As people get older they begin to naturally have bad body odor, says science

Maes_Old_Woman_Dozing

For years, we have been wondering why old people have such a musky smell. Every time you set foot in the home of an old(er) person, for example your grandmother or grandfather, it is likely you came across a distinct smell (which, depending on who you are, may be a good or bad smell). Well, guess what? It is not all in your head, according to science.

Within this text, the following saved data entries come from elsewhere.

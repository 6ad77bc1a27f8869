use thiserror::Error;

/// Unified error type for Taplog.
#[derive(Error, Debug)]
pub enum TaplogError {
    /// The operation is deliberately not supported by this component.
    /// Callers must obtain history from a downstream store, never from
    /// the capture pipeline itself.
    #[error("Unsupported operation: {0}")]
    Unsupported(String),

    #[error("Bus error: {0}")]
    Bus(String),

    #[error("Publish failed: {0}")]
    Publish(String),

    #[error("Config error: {0}")]
    Config(String),

    #[error("Serialization error: {0}")]
    Serde(#[from] serde_json::Error),

    #[error("IO error: {0}")]
    Io(#[from] std::io::Error),

    #[error("Internal: {0}")]
    Internal(String),
}

impl TaplogError {
    /// The canonical error for the absent read-back API.
    pub fn read_back_unsupported() -> Self {
        TaplogError::Unsupported(
            "log history is not readable from the capture pipeline; \
             attach a consumer and query its downstream store"
                .to_string(),
        )
    }
}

Dr. Eric Shapira, a Gerontologist and author of ‘A New Wrinkle: What I Learned from Older People Who Never Acted Their Age’, stated that it is difficult to pinpoint the main reason for the smell. However, he did went on to say that the whole thing is a process of what happens to the body as we get older. This make sense because a child usually doesn’t have a strong body odor, but you’ll begin to notice changes as they get older.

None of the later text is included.